If you need rationale, you go to Steve....he's kinda like good ole Dad....he can
help you understand most anything but can make you feel real bad with a few well
chosen words - right Scott?
Next, there's Scott. Scott is the consummate perfectionist
and the 'bestest'. If Scott doesn't know about something, he researches it
thoroughly just so he can be better educated than you the next time the subject
comes up. He has to have the best. If someone has a good gun, he has
to go get one that's better. If their truck is better, he goes and gets
one that's bigger and better....he's the bestest - just no other way to put it!
Scotts' only demise in being the bestest is that his first bird dog (and this is
his own words) is "a boot licker". His Vizsla has a steady range of about
20 yards unless someone shoots something out of the sky, then the retrieve
stealing dog takes all the glory from the bigger running dog that pointed it!
Scott is so head strong he is itching to convince us that Vizslas are great, and
so to prove to us how great they can be, he is getting a second Vizsla from "Big
running lines".....can't wait to see that!
Me? Oh you know me. I talk a lot of dog stuff and
like to brag about my Brittanys.
So here we are riding in Scotts huge 4x4 F series truck with all
of our dogs and gear. I'll bet there was 50 thousand dollars worth of gear
and dog flesh flapping in the breeze in the back of his truck!

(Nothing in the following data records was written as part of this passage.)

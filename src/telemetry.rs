//! src/telemetry.rs
use tracing::subscriber::set_global_default;
use tracing::Subscriber;
use tracing_bunyan_formatter::{BunyanFormattingLayer, JsonStorageLayer};
use tracing_log::LogTracer;
use tracing_subscriber::fmt::MakeWriter;
use tracing_subscriber::{layer::SubscriberExt, EnvFilter, Registry};

/// Compose multiple layers into a `tracing` subscriber.
///
/// `RUST_LOG` takes precedence over `env_filter` when set.
pub fn get_subscriber<Sink>(
    name: String,
    env_filter: String,
    sink: Sink,
) -> impl Subscriber + Send + Sync
where
    Sink: for<'a> MakeWriter<'a> + Send + Sync + 'static,
{
    let env_filter =
        EnvFilter::try_from_default_env().unwrap_or_else(|_| EnvFilter::new(env_filter));
    let formatting_layer = BunyanFormattingLayer::new(name, sink);
    Registry::default()
        .with(env_filter)
        .with(JsonStorageLayer)
        .with(formatting_layer)
}

/// Register a subscriber as global default to process span data.
///
/// It should only be called once!
pub fn init_subscriber(subscriber: impl Subscriber + Send + Sync) {
    LogTracer::init().expect("Failed to set logger");
    set_global_default(subscriber).expect("Failed to set subscriber");
}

Having never traveled extensively with these guys locked up in
the cab of a big truck, I should of known it was going to be a rough trip when
the two of them had already worked out the sitting and driving schedule before
arriving to pick me up. Then, to add further discomfort, they had eaten
something, no, let me start that line again. Something had crawled
inside them and died and thus the most popular lines in the tightly sealed cabin
for the next 5 hours (cold weather does that) were "Hey! Who did that?
AWwww Man!!! That's rotten! You need to go check your
britches!"..........good grief.
There's something about men on a hunting trip. All
sense of decorum and manners are gone. I don't care if you do have a PHD
and make a six figure salary! If our wives only knew...actually I think
they do know and realize a man just needs to commune with nature in an
uninhibited fashion....yeah, riiiiiiight, maybe the wives need to commune with
their friends uninhibited by us!
The locals that we hunt with in Texas need an escape too.
I think the local guys like hunting with us because they too can commune with
nature and the 'good ol' boys'. Here's a pic of some good ol boy
celebrating.
 
I'm not quite sure what was more exciting for the local boys who
hunted with us, pheasant or coyotes. Being wide open terrain out there,
those boys take great pleasure in trying to take out a coyote at hundreds of
yards with their "flat shootin' rifles". We saw two of the locals hop into
their truck and speed off leaving a rooster tail of dust at the mere report of a
coyote that was seen near livestock. Of course they have a practical side
of what they do. Lots of dairy calves are lost to coyotes.
The local boys really got a kick out of seeing 'Stumpy' my 3
legged rescue pointer hunt. They laughed that one up good but Stumpy held
his own! I don't have a pic of Stumpy, but trust me, he's a site to see.
Brian was the pheasant hunter with all the luck. (Brian is
in the military stationed in nearby Clovis). On one occasion, Brian got
out of the truck, loaded up and says "here birdie, birdie, birdie" and as if on
cue, 2 wild roosters got up and he shot them both! Only thing is, Brian
takes his military duty of defending Americans too far....he's too expert
in dispensing with those vicious and threatening pheasant. Thanks for
helping us with our limit Brian (touch of sarcasm)! Brian is a WisCON-sin
native who grew up shooting ruffies...I guess pheasant in a wide open sky are
too easy to hit when you grew up shooting ruffies in the woodlands your entire
life.
Brian was in charge of our New Mexico quail hunting excursion
the day after Pheasant hunting. Brian met a good ol' boy through his local
hunter safety class in Clovis. We were all to meet in Portales the next
day.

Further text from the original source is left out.